With a 2008R2 -> 2012 upgrade and a massive storage migration under my belt I was feeling pretty good about my competency. All the data was moved off the old drives but they were still online. To get these drives offline a few steps were needed.
I knew the SQL Service was still dependent on these drives and going under the cluster covers into disk management to turn them off would be a bad idea. I carefully removed them from each instance service in the cluster manager. This removes the dependencies and plops the the cluster disks into unused storage. Then I got into cluster storage and deleted these old drives.
When drives are added, you have to add a dependency in the SQL Service to it. Otherwise, when failing over, drives will get yanked out from underneath SQL before it’s done gracefully shutting down. So in my infinite wisdom, I reworked all of the dependencies.
It went something like this:
bring the IP online
bring the name online
bring a mount point drive online
bring all the other drives online
bring SQL online
bring the agent and AS online
So two weeks go by and I have to do a failover now because the old SAN had to be removed from MPIO. This unfortunately requires a restart. So at 5am I logged in to click a couple buttons and hopefully go back to bed. No suck luck. The failover looked so graceful taking all the services offline in the correct order, then bringing everything online right up until it hit the SQL Server. It tried for about 1 second and failed.
If you haven’t noticed, cluster events are useless in scenarios like this. No detail, I assume this is mainly for reporting epic problems. I got into the event log, nothing there except the useless “SQL Failed” message in the system log. I went right to the SQL Logs but noticed the last time it was updated was went the agent went offline. No logs? That is bizarre.

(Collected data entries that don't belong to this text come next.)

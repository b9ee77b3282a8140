use tch::{
    Tensor,
    nn::{self, Module, RNN},
};

use crate::config::AgentConfig;

/// Q-function with temporal memory: a single LSTM layer followed by a small
/// fully connected head producing one Q-value per action.
pub struct RecurrentQNetwork {
    lstm: nn::LSTM,
    head: nn::Sequential,
    lstm_size: i64,
}

impl RecurrentQNetwork {
    pub fn new(vs: &nn::Path, config: &AgentConfig) -> Self {
        let lstm_size = config.lstm_size as i64;
        let lstm = nn::lstm(
            vs / "lstm",
            config.observation_len as i64,
            lstm_size,
            Default::default(),
        );

        let mut head = nn::seq();
        let mut width = lstm_size;
        for (i, &hidden) in config.hidden_layers.iter().enumerate() {
            head = head
                .add(nn::linear(
                    vs / format!("hidden{i}"),
                    width,
                    hidden as i64,
                    Default::default(),
                ))
                .add_fn(|xs| xs.relu());
            width = hidden as i64;
        }
        head = head.add(nn::linear(
            vs / "q_values",
            width,
            config.num_actions as i64,
            Default::default(),
        ));

        Self {
            lstm,
            head,
            lstm_size,
        }
    }

    /// Runs one timestep for every row of the batch.
    ///
    /// `observations` is `[batch, observation_len]`; `state` holds `[1, batch, lstm_size]`
    /// tensors. Returns Q-values `[batch, num_actions]` and the next state.
    pub fn forward(&self, observations: &Tensor, state: &nn::LSTMState) -> (Tensor, nn::LSTMState) {
        // time dimension of length 1
        let (output, next_state) = self.lstm.seq_init(&observations.unsqueeze(1), state);
        let features = output.view([-1, self.lstm_size]);
        (self.head.forward(&features), next_state)
    }
}
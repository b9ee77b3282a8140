use tch::{Device, Tensor, nn};

use crate::error::{DrqnError, Result};

/// Cell and hidden state of the LSTM, carried from one timestep to the next.
///
/// The agent hands the state back with every action; the caller feeds it into
/// the next call and stores both ends of each step in the replay buffer.
#[derive(Debug, Clone, PartialEq)]
pub struct LstmState {
    pub c: Vec<f32>,
    pub h: Vec<f32>,
}

impl LstmState {
    /// State at the start of an episode.
    pub fn zeros(lstm_size: usize) -> Self {
        Self {
            c: vec![0.0; lstm_size],
            h: vec![0.0; lstm_size],
        }
    }

    pub fn size(&self) -> usize {
        self.h.len()
    }

    fn check_size(&self, expected: usize) -> Result<()> {
        if self.c.len() != expected || self.h.len() != expected {
            return Err(DrqnError::LstmStateSize {
                expected,
                found: self.c.len().max(self.h.len()),
            });
        }
        Ok(())
    }

    /// Packs states into the `[1, batch, size]` layout `tch` expects for a
    /// single-layer LSTM.
    pub fn stack(states: &[&LstmState], lstm_size: usize, device: Device) -> Result<nn::LSTMState> {
        if states.is_empty() {
            return Err(DrqnError::EmptyBatch);
        }
        let mut h = Vec::with_capacity(states.len() * lstm_size);
        let mut c = Vec::with_capacity(states.len() * lstm_size);
        for state in states {
            state.check_size(lstm_size)?;
            h.extend_from_slice(&state.h);
            c.extend_from_slice(&state.c);
        }
        let shape = [1, states.len() as i64, lstm_size as i64];
        let h = Tensor::from_slice(&h).view(shape).to(device);
        let c = Tensor::from_slice(&c).view(shape).to(device);
        Ok(nn::LSTMState((h, c)))
    }

    /// Extracts batch row `row` of a packed state.
    pub fn unstack(state: &nn::LSTMState, row: usize) -> Result<Self> {
        let row = row as i64;
        let h = state.h().get(0).get(row).to(Device::Cpu);
        let c = state.c().get(0).get(row).to(Device::Cpu);
        Ok(Self {
            c: Vec::<f32>::try_from(&c).map_err(DrqnError::torch("reading LSTM cell state"))?,
            h: Vec::<f32>::try_from(&h).map_err(DrqnError::torch("reading LSTM hidden state"))?,
        })
    }
}

#[cfg(test)]
mod tests {
    use super::*;

    #[test]
    fn zeros_has_both_components() {
        let state = LstmState::zeros(5);
        assert_eq!(state.c, vec![0.0; 5]);
        assert_eq!(state.h, vec![0.0; 5]);
        assert_eq!(state.size(), 5);
    }

    #[test]
    fn stack_layout_and_unstack_row() {
        let a = LstmState { c: vec![1.0, 2.0], h: vec![3.0, 4.0] };
        let b = LstmState { c: vec![5.0, 6.0], h: vec![7.0, 8.0] };
        let packed = LstmState::stack(&[&a, &b], 2, Device::Cpu).unwrap();
        assert_eq!(packed.h().size(), vec![1, 2, 2]);
        assert_eq!(packed.c().size(), vec![1, 2, 2]);
        assert_eq!(LstmState::unstack(&packed, 1).unwrap(), b);
        assert_eq!(LstmState::unstack(&packed, 0).unwrap(), a);
    }

    #[test]
    fn stack_rejects_wrong_size() {
        let state = LstmState::zeros(3);
        assert!(matches!(
            LstmState::stack(&[&state], 4, Device::Cpu),
            Err(DrqnError::LstmStateSize { expected: 4, found: 3 })
        ));
    }

    #[test]
    fn stack_rejects_empty_batch() {
        assert!(matches!(
            LstmState::stack(&[], 4, Device::Cpu),
            Err(DrqnError::EmptyBatch)
        ));
    }
}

I tried several other ways to start the SQL Service. It wouldn’t start on ANY node which didn’t make sense because the only change we made was to unmap a single node full of old SAN drives. After about an hour I decided to make my way into work and alert the authorities. I was assuming I would need some help from Microsoft at this point but I don’t have direct access to open tickets.
Fortunately, I double checked the logs. In SQL Configuration Manager I noticed there is a Dump location. I found some .xel files in this location and opened the newest up in SSMS or VS shell.
“Failed to check and change virtual server name. Please contact customer support.”
This may not sound too clear to you right off the bat, but it was clear to me. I remembered there being a dependency in the SQL Service to the virtual name before. But this time I had attempted to chain these dependencies. I figured that if SQL was dependent on the drive, and the drive dependent on the name, everything would come up in the right order. It appeared so, but apparently SQL really needs that dependency on the name. I added it and SQL came online shortly before 8am. Moral of the story, test any cluster dependency changes (duh).